What you are asked to do: Lift every line from the entries that includes the word "consumed".

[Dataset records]

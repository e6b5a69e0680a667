//! # nexus-ring
//!
//! Single-producer single-consumer (SPSC) ring buffer of `char`s, built for
//! moving decoded text from a background reader thread to a consumer with
//! no locks on the hot path.
//!
//! The ring is a fixed, power-of-two sized array indexed by two monotonically
//! increasing counters:
//!
//! - `tail` - characters produced so far, written only by the [`Producer`]
//! - `head` - characters consumed so far, written only by the [`Consumer`]
//!
//! The physical slot of a counter value is `counter & (capacity - 1)`.
//!
//! # Example
//!
//! ```
//! let (mut producer, mut consumer) = nexus_ring::ring_buffer(64);
//!
//! let text: Vec<char> = "hello".chars().collect();
//! assert_eq!(producer.write_from(&text), 5);
//!
//! let mut out = ['\0'; 8];
//! assert_eq!(consumer.read_into(&mut out), 5);
//! assert_eq!(&out[..5], &text[..]);
//! assert_eq!(consumer.pop(), None);
//! ```
//!
//! # Performance Notes
//!
//! Each side keeps a cached copy of the other side's counter and only
//! reloads the shared atomic when its local view says it must stop (the
//! ring looks full to the producer, or empty to the consumer). Counters are
//! published with `Release` and observed with `Acquire`, so a consumer that
//! observes `tail == n` also observes every character written to slots
//! below `n`.
//!
//! # Memory Layout
//!
//! ```text
//! ┌──────────────────────────────────────────────┐
//! │ Cache line(s) 0: tail        (producer hot)  │
//! ├──────────────────────────────────────────────┤
//! │ Cache line(s) 1: buffer ptr, mask, padding   │
//! ├──────────────────────────────────────────────┤
//! │ Cache line(s) 2: head        (consumer hot)  │
//! └──────────────────────────────────────────────┘
//! ```
//!
//! # Tail Padding
//!
//! Rings larger than [`PADDING_THRESHOLD`] elements hold back
//! [`CACHE_LINE_ELEMENTS`] slots of slack: the producer never lets
//! `tail - head` exceed `capacity - tail_padding`. Smaller rings use the
//! full capacity.

#![warn(missing_docs)]
#![warn(clippy::all)]
#![allow(clippy::module_name_repetitions)]

use std::fmt;
use std::ptr;
use std::sync::Arc;
use std::sync::atomic::{AtomicUsize, Ordering};

use crossbeam_utils::CachePadded;

/// Slack reserved at the producer side of large rings, in elements.
pub const CACHE_LINE_ELEMENTS: usize = 64;

/// Rings with a capacity at or below this many elements carry no tail padding.
pub const PADDING_THRESHOLD: usize = 1024;

/// Returns the tail padding used for a ring of the given (rounded) capacity.
///
/// # Example
///
/// ```
/// use nexus_ring::tail_padding_for;
///
/// assert_eq!(tail_padding_for(64), 0);
/// assert_eq!(tail_padding_for(1024), 0);
/// assert_eq!(tail_padding_for(2048), 64);
/// ```
#[inline]
pub const fn tail_padding_for(capacity: usize) -> usize {
    if capacity <= PADDING_THRESHOLD {
        0
    } else {
        CACHE_LINE_ELEMENTS
    }
}

/// Creates a new character ring buffer with the given requested capacity.
///
/// Returns a `(Producer, Consumer)` pair. The actual capacity is rounded up
/// to the next power of two (`0` rounds up to `1`).
///
/// # Example
///
/// ```
/// let (producer, consumer) = nexus_ring::ring_buffer(100);
/// assert_eq!(producer.capacity(), 128);
/// assert_eq!(consumer.capacity(), 128);
/// ```
///
/// # Panics
///
/// Panics if the rounded capacity does not fit in a `usize`.
pub fn ring_buffer(capacity: usize) -> (Producer, Consumer) {
    let capacity = capacity
        .checked_next_power_of_two()
        .unwrap_or_else(|| panic!("ring capacity {capacity} has no power of two in range"));
    let mask = capacity - 1;
    let tail_padding = tail_padding_for(capacity);

    let buffer = Box::into_raw(vec!['\0'; capacity].into_boxed_slice()).cast::<char>();

    let inner = Arc::new(Inner {
        tail: CachePadded::new(AtomicUsize::new(0)),
        slots: CachePadded::new(Slots {
            buffer,
            capacity,
            mask,
            tail_padding,
        }),
        head: CachePadded::new(AtomicUsize::new(0)),
    });

    (
        Producer {
            local_tail: 0,
            cached_head: 0,
            buffer,
            mask,
            limit: capacity - tail_padding,
            inner: Arc::clone(&inner),
        },
        Consumer {
            local_head: 0,
            cached_tail: 0,
            buffer,
            mask,
            inner,
        },
    )
}

/// Immutable description of the backing array.
struct Slots {
    /// Raw pointer to `capacity` chars (owned by a leaked boxed slice).
    buffer: *mut char,
    capacity: usize,
    /// Capacity - 1, for masking counters into slot indices.
    mask: usize,
    tail_padding: usize,
}

/// Shared state between producer and consumer.
///
/// `tail`, the buffer descriptor and `head` each sit in their own
/// cache-padded slot so producer writes never invalidate the line the
/// consumer spins on, and vice versa.
#[repr(C)]
struct Inner {
    /// Characters produced so far.
    tail: CachePadded<AtomicUsize>,
    slots: CachePadded<Slots>,
    /// Characters consumed so far.
    head: CachePadded<AtomicUsize>,
}

// Safety: the producer only writes slots in [head, head + limit) that the
// consumer has released, and the consumer only reads slots in [head, tail)
// that the producer has published.
unsafe impl Send for Inner {}
unsafe impl Sync for Inner {}

impl Drop for Inner {
    fn drop(&mut self) {
        // Reconstruct and drop the boxed slice to free memory
        unsafe {
            drop(Box::from_raw(ptr::slice_from_raw_parts_mut(
                self.slots.buffer,
                self.slots.capacity,
            )));
        }
    }
}

/// The writing half of a character ring buffer.
///
/// Takes `&mut self` to statically ensure single-producer access. Can be
/// sent to another thread but not shared.
#[repr(C)]
pub struct Producer {
    // === Hot path fields ===
    /// Our write position (authoritative).
    local_tail: usize,
    /// Cached consumer's read position.
    cached_head: usize,
    buffer: *mut char,
    mask: usize,
    /// Largest allowed distance between tail and head.
    limit: usize,

    // === Cold path fields ===
    inner: Arc<Inner>,
}

// Safety: Producer is Send but not Sync - only one thread can use it.
unsafe impl Send for Producer {}

impl Producer {
    /// Returns the length of the contiguous free run starting at the
    /// current tail, or `0` if the ring is full.
    ///
    /// The run stops at the physical end of the backing array, so a
    /// return value smaller than the total free space does not mean the
    /// consumer is lagging.
    ///
    /// The shared `head` is reloaded only when the cached copy says the
    /// ring is full.
    #[inline]
    pub fn free_len(&mut self) -> usize {
        let tail = self.local_tail;
        let mut used = tail.wrapping_sub(self.cached_head);

        if used >= self.limit {
            self.cached_head = self.inner.head.load(Ordering::Acquire);
            used = tail.wrapping_sub(self.cached_head);
            if used >= self.limit {
                return 0;
            }
        }

        let index = tail & self.mask;
        (self.limit - used).min(self.mask + 1 - index)
    }

    /// Copies as many characters from `src` as fit in the current free run
    /// and publishes them.
    ///
    /// Returns the number of characters written, which is `0` when the
    /// ring is full or `src` is empty.
    ///
    /// # Example
    ///
    /// ```
    /// let (mut producer, _consumer) = nexus_ring::ring_buffer(4);
    ///
    /// assert_eq!(producer.write_from(&['a', 'b', 'c']), 3);
    /// // One slot left
    /// assert_eq!(producer.write_from(&['d', 'e']), 1);
    /// assert_eq!(producer.write_from(&['f']), 0);
    /// ```
    #[inline]
    pub fn write_from(&mut self, src: &[char]) -> usize {
        if src.is_empty() {
            return 0;
        }

        let n = self.free_len().min(src.len());
        if n == 0 {
            return 0;
        }

        let tail = self.local_tail;
        unsafe {
            ptr::copy_nonoverlapping(src.as_ptr(), self.buffer.add(tail & self.mask), n);
        }

        let next_tail = tail.wrapping_add(n);
        self.inner.tail.store(next_tail, Ordering::Release);
        self.local_tail = next_tail;
        n
    }

    /// Total number of characters published so far.
    #[inline]
    pub fn position(&self) -> usize {
        self.local_tail
    }

    /// Returns the capacity of the ring buffer.
    #[inline]
    pub fn capacity(&self) -> usize {
        self.mask + 1
    }

    /// Returns the number of slots held back from the producer.
    #[inline]
    pub fn tail_padding(&self) -> usize {
        self.inner.slots.tail_padding
    }

    /// Returns the maximum number of unread characters the ring will hold.
    #[inline]
    pub fn usable_capacity(&self) -> usize {
        self.limit
    }

    /// Returns the number of unread characters.
    ///
    /// Note: This is a snapshot and may be immediately stale in concurrent contexts.
    #[inline]
    pub fn len(&self) -> usize {
        self.inner.len()
    }

    /// Returns `true` if there are no unread characters.
    #[inline]
    pub fn is_empty(&self) -> bool {
        self.len() == 0
    }
}

impl fmt::Debug for Producer {
    fn fmt(&self, f: &mut fmt::Formatter<'_>) -> fmt::Result {
        f.debug_struct("Producer")
            .field("capacity", &self.capacity())
            .field("tail_padding", &self.tail_padding())
            .field("position", &self.local_tail)
            .field("len", &self.len())
            .finish_non_exhaustive()
    }
}

/// The reading half of a character ring buffer.
///
/// Takes `&mut self` to statically ensure single-consumer access. Can be
/// sent to another thread but not shared.
#[repr(C)]
pub struct Consumer {
    // === Hot path fields ===
    /// Our read position (authoritative).
    local_head: usize,
    /// Cached producer's write position.
    cached_tail: usize,
    buffer: *mut char,
    mask: usize,

    // === Cold path fields ===
    inner: Arc<Inner>,
}

// Safety: Consumer is Send but not Sync - only one thread can use it.
unsafe impl Send for Consumer {}

impl Consumer {
    /// Returns the number of characters ready to read.
    ///
    /// The shared `tail` is reloaded only when the cached copy says the
    /// ring is empty.
    #[inline]
    pub fn available(&mut self) -> usize {
        if self.local_head == self.cached_tail {
            self.cached_tail = self.inner.tail.load(Ordering::Acquire);
        }
        self.cached_tail.wrapping_sub(self.local_head)
    }

    /// Pops one character, or returns `None` if the ring is empty.
    ///
    /// # Example
    ///
    /// ```
    /// let (mut producer, mut consumer) = nexus_ring::ring_buffer(8);
    ///
    /// assert_eq!(consumer.pop(), None);
    /// producer.write_from(&['x']);
    /// assert_eq!(consumer.pop(), Some('x'));
    /// ```
    #[inline]
    pub fn pop(&mut self) -> Option<char> {
        if self.available() == 0 {
            return None;
        }

        let head = self.local_head;
        let c = unsafe { self.buffer.add(head & self.mask).read() };

        let next_head = head.wrapping_add(1);
        self.inner.head.store(next_head, Ordering::Release);
        self.local_head = next_head;
        Some(c)
    }

    /// Copies up to `dst.len()` unread characters into `dst`.
    ///
    /// Copies in at most two blocks: the run up to the physical end of the
    /// backing array, then the remainder from its start. Returns the number
    /// of characters copied (`0` if the ring is empty).
    #[inline]
    pub fn read_into(&mut self, dst: &mut [char]) -> usize {
        if dst.is_empty() {
            return 0;
        }

        let n = self.available().min(dst.len());
        if n == 0 {
            return 0;
        }

        let head = self.local_head;
        let index = head & self.mask;
        let first = n.min(self.mask + 1 - index);
        let second = n - first;

        unsafe {
            ptr::copy_nonoverlapping(self.buffer.add(index), dst.as_mut_ptr(), first);
            ptr::copy_nonoverlapping(self.buffer, dst.as_mut_ptr().add(first), second);
        }

        let next_head = head.wrapping_add(n);
        self.inner.head.store(next_head, Ordering::Release);
        self.local_head = next_head;
        n
    }

    /// Total number of characters consumed so far.
    #[inline]
    pub fn position(&self) -> usize {
        self.local_head
    }

    /// Returns the capacity of the ring buffer.
    #[inline]
    pub fn capacity(&self) -> usize {
        self.mask + 1
    }

    /// Returns the number of unread characters.
    ///
    /// Note: This is a snapshot and may be immediately stale in concurrent contexts.
    #[inline]
    pub fn len(&self) -> usize {
        self.inner.len()
    }

    /// Returns `true` if there are no unread characters.
    #[inline]
    pub fn is_empty(&self) -> bool {
        self.len() == 0
    }
}

impl fmt::Debug for Consumer {
    fn fmt(&self, f: &mut fmt::Formatter<'_>) -> fmt::Result {
        f.debug_struct("Consumer")
            .field("capacity", &self.capacity())
            .field("position", &self.local_head)
            .field("len", &self.len())
            .finish_non_exhaustive()
    }
}

impl Inner {
    #[inline]
    fn len(&self) -> usize {
        let tail = self.tail.load(Ordering::Acquire);
        let head = self.head.load(Ordering::Acquire);
        tail.wrapping_sub(head)
    }
}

Solution for this problem:
//! - `head` - characters consumed so far, written only by the [`Consumer`]
    /// Characters consumed so far.
    /// Total number of characters consumed so far.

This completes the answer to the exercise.